▶ Exercise details
Reproduce the opening lines of the records exactly, please, stopping after the line that contains "pub enum StoreError".

* * * * *

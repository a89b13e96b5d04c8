//! Win records, leaderboard and profile.
//!
//! Storage lives behind [`RankingStore`]; the remote implementation is in
//! [`crate::supabase`], the in-memory one below is used when no remote store
//! is configured and in tests.

use async_trait::async_trait;
use serde::Serialize;
use std::collections::HashMap;
use tokio::sync::RwLock;

use crate::types::*;

pub const LEADERBOARD_LIMIT: usize = 50;

pub type StoreResult<T> = Result<T, StoreError>;

#[derive(Debug, thiserror::Error)]
pub enum StoreError {
    #[error("Store request failed: {0}")]
    Request(String),

    #[error("Store returned status {0}")]
    Status(u16),

    #[error("Store response parsing failed: {0}")]
    Parse(String),
}

/// A leaderboard entry joined with the user's profile columns
#[derive(Debug, Clone, PartialEq, Eq)]
pub struct LeaderboardEntry {
    pub ranking: RankingEntry,
    pub profile: Option<UserProfile>,
}

#[async_trait]
pub trait RankingStore: Send + Sync {
    async fn find_entry(&self, user: &AuthUser) -> StoreResult<Option<RankingEntry>>;

    async fn upsert_entry(&self, user: &AuthUser, entry: &RankingEntry) -> StoreResult<()>;

    /// Count one win and fold `streak` into the best streak, returning the new row.
    ///
    /// The default reads then writes, so two concurrent wins for the same user
    /// can lose one increment. Stores that can update in place override it.
    async fn add_win(&self, user: &AuthUser, streak: u32) -> StoreResult<RankingEntry> {
        let existing = self.find_entry(user).await?.unwrap_or_default();
        let entry = existing.with_win(&user.id, streak);
        self.upsert_entry(user, &entry).await?;
        Ok(entry)
    }

    /// Ordered by total wins, then best streak, both descending
    async fn leaderboard(&self, limit: usize) -> StoreResult<Vec<LeaderboardEntry>>;

    async fn find_profile(&self, user: &AuthUser) -> StoreResult<Option<UserProfile>>;
}

#[derive(Debug, Clone, PartialEq, Eq)]
pub enum RecordWinOutcome {
    Recorded { total_wins: u32, best_streak: u32 },
    NotAuthenticated,
}

/// Count a win for the caller. Totals never decrease.
pub async fn record_win(
    store: &dyn RankingStore,
    user: Option<&AuthUser>,
    streak: i64,
) -> StoreResult<RecordWinOutcome> {
    let Some(user) = user else {
        return Ok(RecordWinOutcome::NotAuthenticated);
    };
    let streak = u32::try_from(streak.max(0)).unwrap_or(u32::MAX);
    let entry = store.add_win(user, streak).await?;

    tracing::info!(
        "Recorded win for user={} total_wins={} best_streak={}",
        user.id,
        entry.total_wins,
        entry.best_streak
    );

    Ok(RecordWinOutcome::Recorded {
        total_wins: entry.total_wins,
        best_streak: entry.best_streak,
    })
}

impl RankingEntry {
    fn with_win(&self, user_id: &str, streak: u32) -> RankingEntry {
        RankingEntry {
            user_id: user_id.to_string(),
            total_wins: self.total_wins.saturating_add(1),
            best_streak: self.best_streak.max(streak),
        }
    }
}

/// "Ash Ketchum" -> "AK", "pikachu" -> "P", "" -> "?"
pub fn initials(name: &str) -> String {
    let parts: Vec<&str> = name.split_whitespace().collect();
    let first = parts.first().and_then(|p| p.chars().next());
    let last = if parts.len() > 1 {
        parts.last().and_then(|p| p.chars().next())
    } else {
        None
    };
    let result: String = first
        .into_iter()
        .chain(last)
        .flat_map(char::to_uppercase)
        .collect();
    if result.is_empty() {
        "?".to_string()
    } else {
        result
    }
}

fn first_present(candidates: impl IntoIterator<Item = Option<String>>) -> Option<String> {
    candidates
        .into_iter()
        .flatten()
        .find(|s| !s.trim().is_empty())
}

#[derive(Debug, Clone, Serialize, PartialEq, Eq)]
#[serde(rename_all = "camelCase")]
pub struct LeaderboardRow {
    pub rank: usize,
    pub user_id: UserId,
    pub display_name: String,
    pub initials: String,
    pub avatar_url: Option<String>,
    pub total_wins: u32,
    pub best_streak: u32,
}

pub fn leaderboard_rows(entries: Vec<LeaderboardEntry>) -> Vec<LeaderboardRow> {
    entries
        .into_iter()
        .enumerate()
        .map(|(i, entry)| {
            let profile = entry.profile.unwrap_or_default();
            let display_name = first_present([profile.username, profile.full_name])
                .unwrap_or_else(|| entry.ranking.user_id.chars().take(8).collect());
            LeaderboardRow {
                rank: i + 1,
                initials: initials(&display_name),
                display_name,
                avatar_url: profile.avatar_url,
                user_id: entry.ranking.user_id,
                total_wins: entry.ranking.total_wins,
                best_streak: entry.ranking.best_streak,
            }
        })
        .collect()
}

#[derive(Debug, Clone, Serialize, PartialEq, Eq)]
#[serde(rename_all = "camelCase")]
pub struct ProfileView {
    pub user_id: UserId,
    pub display_name: String,
    pub initials: String,
    pub email: Option<String>,
    pub avatar_url: Option<String>,
    pub member_since: Option<String>,
    pub total_wins: u32,
    pub best_streak: u32,
}

pub fn profile_view(
    user: &AuthUser,
    profile: Option<UserProfile>,
    entry: Option<RankingEntry>,
) -> ProfileView {
    let profile = profile.unwrap_or_default();
    let entry = entry.unwrap_or_default();
    let display_name = first_present([
        profile.username,
        profile.full_name,
        user.full_name.clone(),
        user.email.clone(),
    ])
    .unwrap_or_else(|| "Player".to_string());

    ProfileView {
        user_id: user.id.clone(),
        initials: initials(&display_name),
        display_name,
        email: user.email.clone(),
        avatar_url: first_present([profile.avatar_url, user.avatar_url.clone()]),
        member_since: profile.created_at,
        total_wins: entry.total_wins,
        best_streak: entry.best_streak,
    }
}

/// In-memory store
#[derive(Debug, Default)]
pub struct MemoryStore {
    entries: RwLock<HashMap<UserId, RankingEntry>>,
    profiles: RwLock<HashMap<UserId, UserProfile>>,
}

impl MemoryStore {
    pub fn new() -> Self {
        Self::default()
    }

    pub async fn put_profile(&self, profile: UserProfile) {
        self.profiles
            .write()
            .await
            .insert(profile.id.clone(), profile);
    }
}

#[async_trait]
impl RankingStore for MemoryStore {
    async fn find_entry(&self, user: &AuthUser) -> StoreResult<Option<RankingEntry>> {
        Ok(self.entries.read().await.get(&user.id).cloned())
    }

    async fn upsert_entry(&self, user: &AuthUser, entry: &RankingEntry) -> StoreResult<()> {
        // Rows can only be written by their owner
        if entry.user_id != user.id {
            return Err(StoreError::Status(403));
        }
        self.entries
            .write()
            .await
            .insert(entry.user_id.clone(), entry.clone());
        Ok(())
    }

    async fn add_win(&self, user: &AuthUser, streak: u32) -> StoreResult<RankingEntry> {
        let mut entries = self.entries.write().await;
        let entry = entries
            .get(&user.id)
            .cloned()
            .unwrap_or_default()
            .with_win(&user.id, streak);
        entries.insert(user.id.clone(), entry.clone());
        Ok(entry)
    }

    async fn leaderboard(&self, limit: usize) -> StoreResult<Vec<LeaderboardEntry>> {
        let mut ranked: Vec<RankingEntry> = self.entries.read().await.values().cloned().collect();
        ranked.sort_by(|a, b| {
            b.total_wins
                .cmp(&a.total_wins)
                .then(b.best_streak.cmp(&a.best_streak))
                .then(a.user_id.cmp(&b.user_id))
        });
        ranked.truncate(limit);

        let profiles = self.profiles.read().await;
        Ok(ranked
            .into_iter()
            .map(|ranking| LeaderboardEntry {
                profile: profiles.get(&ranking.user_id).cloned(),
                ranking,
            })
            .collect())
    }

    async fn find_profile(&self, user: &AuthUser) -> StoreResult<Option<UserProfile>> {
        Ok(self.profiles.read().await.get(&user.id).cloned())
    }
}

* * * * *

▶ Final answer
repository a89b13e96b5d04c8
//! Win records, leaderboard and profile.
//!
//! Storage lives behind [`RankingStore`]; the remote implementation is in
//! [`crate::supabase`], the in-memory one below is used when no remote store
//! is configured and in tests.

use async_trait::async_trait;
use serde::Serialize;
use std::collections::HashMap;
use tokio::sync::RwLock;

use crate::types::*;

pub const LEADERBOARD_LIMIT: usize = 50;

pub type StoreResult<T> = Result<T, StoreError>;

#[derive(Debug, thiserror::Error)]
pub enum StoreError {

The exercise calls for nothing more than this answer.